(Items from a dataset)
--- --- ---
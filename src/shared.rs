//! A cloneable handle that puts one agent behind a single mutex.
//!
//! `select_arm` and `observe_outcome` both read-modify-write per-arm state, so
//! concurrent callers must serialize on the whole agent, not per field.

use parking_lot::Mutex;
use rand::rngs::StdRng;
use rand::Rng;
use std::sync::Arc;

use crate::{AgentSnapshot, BanditAgent, Result};

/// Shared ownership of one [`BanditAgent`]. Clones refer to the same agent.
#[derive(Debug)]
pub struct SharedAgent<R = StdRng> {
    inner: Arc<Mutex<BanditAgent<R>>>,
}

impl<R> Clone for SharedAgent<R> {
    fn clone(&self) -> Self {
        Self {
            inner: Arc::clone(&self.inner),
        }
    }
}

impl<R: Rng> SharedAgent<R> {
    /// Take ownership of `agent` and share it.
    pub fn new(agent: BanditAgent<R>) -> Self {
        Self {
            inner: Arc::new(Mutex::new(agent)),
        }
    }

    /// Locked [`BanditAgent::select_arm`].
    pub fn select_arm(&self) -> usize {
        self.inner.lock().select_arm()
    }

    /// Locked [`BanditAgent::observe_outcome`].
    pub fn observe_outcome(&self, reward: u8, choice: usize) -> Result<()> {
        self.inner.lock().observe_outcome(reward, choice)
    }

    /// Locked [`BanditAgent::reset_priors`].
    pub fn reset_priors(&self) {
        self.inner.lock().reset_priors();
    }

    /// Locked [`BanditAgent::clear_history`].
    pub fn clear_history(&self) {
        self.inner.lock().clear_history();
    }

    /// Locked [`BanditAgent::materialize_snapshot`].
    pub fn materialize_snapshot(&self) -> AgentSnapshot {
        self.inner.lock().materialize_snapshot()
    }

    /// Run `f` with the lock held, for compound operations that must not interleave.
    pub fn with<T>(&self, f: impl FnOnce(&mut BanditAgent<R>) -> T) -> T {
        let mut guard = self.inner.lock();
        f(&mut *guard)
    }
}

impl<R> From<BanditAgent<R>> for SharedAgent<R> {
    fn from(agent: BanditAgent<R>) -> Self {
        Self {
            inner: Arc::new(Mutex::new(agent)),
        }
    }
}

#[cfg(test)]
mod tests {
    use super::*;
    use std::thread;

    #[test]
    fn concurrent_rounds_keep_accounting_consistent() {
        let agent = BanditAgent::with_seed("shared", vec![(1.0, 1.0); 3], 17).unwrap();
        let shared = SharedAgent::new(agent);
        thread::scope(|s| {
            for t in 0..4u8 {
                let h = shared.clone();
                s.spawn(move || {
                    for i in 0..25u8 {
                        h.with(|a| {
                            let c = a.select_arm();
                            a.observe_outcome((t + i) % 2, c).unwrap();
                        });
                    }
                });
            }
        });
        let snap = shared.materialize_snapshot();
        assert_eq!(snap.selection_history.len(), 100);
        assert_eq!(snap.reward_history.len(), 100);
        assert_eq!(snap.pull_count.iter().sum::<u64>(), 3 + 100);
        let shape_total: f64 = snap.posterior.iter().map(|p| p.alpha + p.beta).sum();
        assert_eq!(shape_total, 6.0 + 100.0);
    }

    #[test]
    fn clones_share_state() {
        let a = SharedAgent::from(BanditAgent::with_seed("s", vec![(1.0, 1.0); 2], 0).unwrap());
        let b = a.clone();
        a.observe_outcome(1, 0).unwrap();
        assert_eq!(b.with(|ag| ag.reward_history().to_vec()), vec![1]);
        b.clear_history();
        assert!(a.with(|ag| ag.reward_history().is_empty()));
    }
}
//! `betabandit`: a seedable Thompson-sampling agent for Bernoulli bandits.
//!
//! You have `K` alternatives and each play yields a binary outcome. A
//! [`BanditAgent`] keeps a Beta posterior per arm, samples it to choose the
//! next arm, and applies the Beta-Bernoulli conjugate update when you report
//! the outcome.
//!
//! ```rust
//! use betabandit::BanditAgent;
//!
//! let mut agent = BanditAgent::with_seed("ctr", [(1.0, 1.0), (1.0, 1.0)], 7).unwrap();
//! let arm = agent.select_arm();
//! agent.observe_outcome(1, arm).unwrap();
//! assert_eq!(agent.reward_history(), &[1]);
//! assert_eq!(agent.pull_count().iter().sum::<u64>(), 3);
//! ```
//!
//! **Pieces:**
//! - [`BanditAgent`]: selection, conjugate updates, reset/clear, history.
//! - [`BetaParams`]: one arm's `(alpha, beta)` pair.
//! - [`AgentConfig`]: name, priors, optional seed.
//! - [`AgentSnapshot`]: detached copy of posterior and histories for export.
//! - [`BanditPolicy`]: trait over the select/observe cycle.
//! - [`SharedAgent`]: one agent behind one mutex for concurrent callers.
//! - [`BernoulliArms`] / [`run_episode`]: ground-truth simulation that fills the regret log.
//!
//! **Randomness:** [`BanditAgent::new`] seeds from OS entropy. Use
//! [`BanditAgent::with_seed`] or [`BanditAgent::with_rng`] for reproducible runs.
//!
//! **Features:**
//! - `serde`: `Serialize`/`Deserialize` for config, Beta params, and snapshots.
//!
//! **Non-goals:** contextual bandits, non-Bernoulli rewards, multi-agent
//! coordination, and a persistence format.

mod error;
pub use error::*;

mod beta;
pub use beta::*;

mod config;
pub use config::*;

mod snapshot;
pub use snapshot::*;

mod thompson;
pub use thompson::*;

mod policy;
pub use policy::*;

mod shared;
pub use shared::*;

mod harness;
pub use harness::*;
//! Beta shape parameters for a single arm.
//!
//! A `BetaParams` is both the prior an arm starts from and the posterior it
//! accumulates. Updates only ever add, so a posterior never drops below its prior.

use rand::Rng;
use rand_distr::{Beta, Distribution};

use crate::{BanditError, Result};

/// Shape parameters `(alpha, beta)` of a Beta distribution.
#[derive(Debug, Clone, Copy, PartialEq)]
#[cfg_attr(feature = "serde", derive(serde::Serialize, serde::Deserialize))]
pub struct BetaParams {
    /// Pseudo-count of successes (must be > 0).
    pub alpha: f64,
    /// Pseudo-count of failures (must be > 0).
    pub beta: f64,
}

impl BetaParams {
    /// Construct after checking both shapes are finite and strictly positive.
    pub fn new(alpha: f64, beta: f64) -> Result<Self> {
        let p = Self { alpha, beta };
        p.validate()?;
        Ok(p)
    }

    /// Beta(1, 1): the uniform prior.
    pub const fn uniform() -> Self {
        Self {
            alpha: 1.0,
            beta: 1.0,
        }
    }

    /// Check both shapes are finite and strictly positive.
    pub fn validate(&self) -> Result<()> {
        let ok = |x: f64| x.is_finite() && x > 0.0;
        if ok(self.alpha) && ok(self.beta) {
            Ok(())
        } else {
            Err(BanditError::InvalidConfiguration(format!(
                "beta shape parameters must be finite and > 0, got ({}, {})",
                self.alpha, self.beta
            )))
        }
    }

    /// Posterior mean `alpha / (alpha + beta)`.
    pub fn mean(&self) -> f64 {
        let denom = self.alpha + self.beta;
        if denom <= 0.0 {
            0.5
        } else {
            self.alpha / denom
        }
    }

    /// Variance `alpha * beta / ((alpha + beta)^2 (alpha + beta + 1))`.
    pub fn variance(&self) -> f64 {
        let s = self.alpha + self.beta;
        self.alpha * self.beta / (s * s * (s + 1.0))
    }

    /// Beta-Bernoulli conjugate update for a binary reward.
    ///
    /// `alpha += reward`, `beta += 1 - reward`. The caller guarantees `reward <= 1`.
    pub(crate) fn observe(&mut self, reward: u8) {
        debug_assert!(reward <= 1);
        let r = f64::from(reward);
        self.alpha += r;
        self.beta += 1.0 - r;
    }

    /// Draw one success-probability sample.
    ///
    /// Falls back to the mean if the distribution cannot be built, which only
    /// happens for shapes that `validate` would reject.
    pub fn sample<R: Rng + ?Sized>(&self, rng: &mut R) -> f64 {
        match Beta::new(self.alpha, self.beta) {
            Ok(dist) => dist.sample(rng),
            Err(_) => self.mean(),
        }
    }
}

impl Default for BetaParams {
    fn default() -> Self {
        Self::uniform()
    }
}

impl From<(f64, f64)> for BetaParams {
    fn from((alpha, beta): (f64, f64)) -> Self {
        Self { alpha, beta }
    }
}

impl From<[f64; 2]> for BetaParams {
    fn from([alpha, beta]: [f64; 2]) -> Self {
        Self { alpha, beta }
    }
}
//! Thompson-sampling agent for Bernoulli rewards.
//!
//! Each arm carries a Beta posterior over its success probability. Selection
//! draws one sample per arm and plays the largest; an observed 0/1 reward
//! bumps exactly one shape parameter of the played arm.
//!
//! Notes:
//! - The RNG is a type parameter so tests can inject a seeded generator.
//! - [`BanditAgent::new`] seeds from OS entropy; repeated runs diverge.
//! - `pull_count` starts at 1 per arm, not 0.

use rand::rngs::StdRng;
use rand::{Rng, SeedableRng};
use std::fmt;
use tracing::{debug, trace};

use crate::{AgentConfig, AgentSnapshot, BanditError, BetaParams, Result};

/// Index of the first maximum in `values`, ignoring NaN.
///
/// Exact ties resolve to the lowest index. Returns `None` if no value is comparable.
pub fn argmax_first(values: &[f64]) -> Option<usize> {
    let mut best: Option<(usize, f64)> = None;
    for (i, &x) in values.iter().enumerate() {
        if x.is_nan() {
            continue;
        }
        match best {
            Some((_, b)) if x <= b => {}
            _ => best = Some((i, x)),
        }
    }
    best.map(|(i, _)| i)
}

/// Single-agent Thompson-sampling bandit over `K` Bernoulli arms.
#[derive(Debug, Clone)]
pub struct BanditAgent<R = StdRng> {
    name: String,
    default_priors: Vec<BetaParams>,
    posterior: Vec<BetaParams>,
    selection_history: Vec<usize>,
    pull_count: Vec<u64>,
    reward_history: Vec<u8>,
    regret_log: Vec<u8>,
    snapshot: Option<AgentSnapshot>,
    rng: R,
}

impl BanditAgent<StdRng> {
    /// Create an agent whose sampler is seeded from OS entropy.
    pub fn new<P>(name: impl Into<String>, priors: impl IntoIterator<Item = P>) -> Result<Self>
    where
        P: Into<BetaParams>,
    {
        Self::with_rng(name, priors, StdRng::from_os_rng())
    }

    /// Create an agent with a fixed seed (reproducible selection sequences).
    pub fn with_seed<P>(
        name: impl Into<String>,
        priors: impl IntoIterator<Item = P>,
        seed: u64,
    ) -> Result<Self>
    where
        P: Into<BetaParams>,
    {
        Self::with_rng(name, priors, StdRng::seed_from_u64(seed))
    }

    /// Build from an [`AgentConfig`]; seeded if `cfg.seed` is set, OS entropy otherwise.
    ///
    /// ```rust
    /// use betabandit::{AgentConfig, BanditAgent};
    ///
    /// let cfg = AgentConfig::uniform("ctr", 3).with_seed(1);
    /// let mut a = BanditAgent::from_config(cfg.clone()).unwrap();
    /// let mut b = BanditAgent::from_config(cfg).unwrap();
    /// assert_eq!(a.select_arm(), b.select_arm());
    /// assert_eq!(a.pull_count().iter().sum::<u64>(), 4);
    /// ```
    pub fn from_config(cfg: AgentConfig) -> Result<Self> {
        match cfg.seed {
            Some(seed) => Self::with_seed(cfg.name, cfg.priors, seed),
            None => Self::new(cfg.name, cfg.priors),
        }
    }
}

impl<R: Rng> BanditAgent<R> {
    /// Create an agent drawing Beta samples from `rng`.
    ///
    /// Fails with [`BanditError::InvalidConfiguration`] if `priors` is empty or
    /// any shape is non-positive or non-finite.
    pub fn with_rng<P>(
        name: impl Into<String>,
        priors: impl IntoIterator<Item = P>,
        rng: R,
    ) -> Result<Self>
    where
        P: Into<BetaParams>,
    {
        let name = name.into();
        let default_priors: Vec<BetaParams> = priors.into_iter().map(Into::into).collect();
        if default_priors.is_empty() {
            return Err(BanditError::InvalidConfiguration(
                "at least one arm prior is required".to_string(),
            ));
        }
        for (i, p) in default_priors.iter().enumerate() {
            p.validate().map_err(|e| match e {
                BanditError::InvalidConfiguration(msg) => {
                    BanditError::InvalidConfiguration(format!("arm {i}: {msg}"))
                }
                other => other,
            })?;
        }
        let k = default_priors.len();
        debug!(agent = %name, arms = k, "bandit agent created");
        Ok(Self {
            name,
            posterior: default_priors.clone(),
            default_priors,
            selection_history: Vec::new(),
            pull_count: vec![1; k],
            reward_history: Vec::new(),
            regret_log: Vec::new(),
            snapshot: None,
            rng,
        })
    }

    /// Sample every arm's posterior once and play the largest draw.
    ///
    /// Ties go to the lowest index. Records the choice in `selection_history`
    /// and bumps its `pull_count`.
    pub fn select_arm(&mut self) -> usize {
        let samples: Vec<f64> = self
            .posterior
            .iter()
            .map(|p| p.sample(&mut self.rng))
            .collect();
        let choice = argmax_first(&samples).unwrap_or(0);
        self.selection_history.push(choice);
        self.pull_count[choice] = self.pull_count[choice].saturating_add(1);
        trace!(agent = %self.name, arm = choice, sample = samples[choice], "arm selected");
        choice
    }

    /// Record a binary `reward` for arm `choice` and apply the conjugate update.
    ///
    /// The agent does not check that `choice` was its most recent selection.
    /// Validation happens before any state changes.
    pub fn observe_outcome(&mut self, reward: u8, choice: usize) -> Result<()> {
        if choice >= self.arm_count() {
            return Err(BanditError::InvalidChoice {
                choice,
                arm_count: self.arm_count(),
            });
        }
        if reward > 1 {
            return Err(BanditError::InvalidReward(reward));
        }
        self.reward_history.push(reward);
        self.posterior[choice].observe(reward);
        trace!(agent = %self.name, arm = choice, reward, "outcome observed");
        Ok(())
    }

    /// [`observe_outcome`](Self::observe_outcome) with a `bool` outcome.
    pub fn observe_success(&mut self, choice: usize, success: bool) -> Result<()> {
        self.observe_outcome(u8::from(success), choice)
    }

    /// Restore the posterior to the default priors. History is kept.
    pub fn reset_priors(&mut self) {
        self.posterior.clone_from(&self.default_priors);
        debug!(agent = %self.name, "posterior reset to priors");
    }

    /// Return to the freshly constructed state: priors, empty histories,
    /// no snapshot, and `pull_count` back to all ones.
    pub fn clear_history(&mut self) {
        self.reset_priors();
        self.reward_history.clear();
        self.selection_history.clear();
        self.regret_log.clear();
        self.snapshot = None;
        self.pull_count.fill(1);
        debug!(agent = %self.name, "history cleared");
    }

    /// Copy the current state into an [`AgentSnapshot`], keep it, and return it.
    pub fn materialize_snapshot(&mut self) -> AgentSnapshot {
        let snap = AgentSnapshot {
            posterior: self.posterior.clone(),
            selection_history: self.selection_history.clone(),
            pull_count: self.pull_count.clone(),
            reward_history: self.reward_history.clone(),
            regret_log: self.regret_log.clone(),
        };
        self.snapshot = Some(snap.clone());
        snap
    }

    /// Append a regret flag. Only a caller that knows the optimal arm can say.
    pub fn record_regret(&mut self, chose_suboptimal: bool) {
        self.regret_log.push(u8::from(chose_suboptimal));
    }
}

impl<R> BanditAgent<R> {
    /// Display label given at construction.
    pub fn name(&self) -> &str {
        &self.name
    }

    /// Number of arms `K`, fixed at construction.
    pub fn arm_count(&self) -> usize {
        self.default_priors.len()
    }

    /// Access the priors the posterior resets to.
    pub fn default_priors(&self) -> &[BetaParams] {
        &self.default_priors
    }

    /// Access the current per-arm Beta posterior.
    pub fn posterior(&self) -> &[BetaParams] {
        &self.posterior
    }

    /// Per-arm posterior mean `alpha / (alpha + beta)`.
    pub fn posterior_means(&self) -> Vec<f64> {
        self.posterior.iter().map(BetaParams::mean).collect()
    }

    /// Chosen arms, oldest first.
    pub fn selection_history(&self) -> &[usize] {
        &self.selection_history
    }

    /// Per-arm selection counts, starting from 1.
    pub fn pull_count(&self) -> &[u64] {
        &self.pull_count
    }

    /// Observed rewards, oldest first, across all arms.
    pub fn reward_history(&self) -> &[u8] {
        &self.reward_history
    }

    /// Caller-recorded regret flags, oldest first.
    pub fn regret_log(&self) -> &[u8] {
        &self.regret_log
    }

    /// The most recently materialized snapshot, if any since the last clear.
    pub fn snapshot(&self) -> Option<&AgentSnapshot> {
        self.snapshot.as_ref()
    }
}

impl<R> fmt::Display for BanditAgent<R> {
    fn fmt(&self, f: &mut fmt::Formatter<'_>) -> fmt::Result {
        f.write_str(&self.name)
    }
}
--- --- ---
■ **Task to complete**
Extract each line holding the word "StdRng" from the records.

■ **Exercise result**
use rand::rngs::StdRng;
pub struct SharedAgent<R = StdRng> {
use rand::rngs::StdRng;
pub struct BanditAgent<R = StdRng> {
impl BanditAgent<StdRng> {
        Self::with_rng(name, priors, StdRng::from_os_rng())
        Self::with_rng(name, priors, StdRng::seed_from_u64(seed))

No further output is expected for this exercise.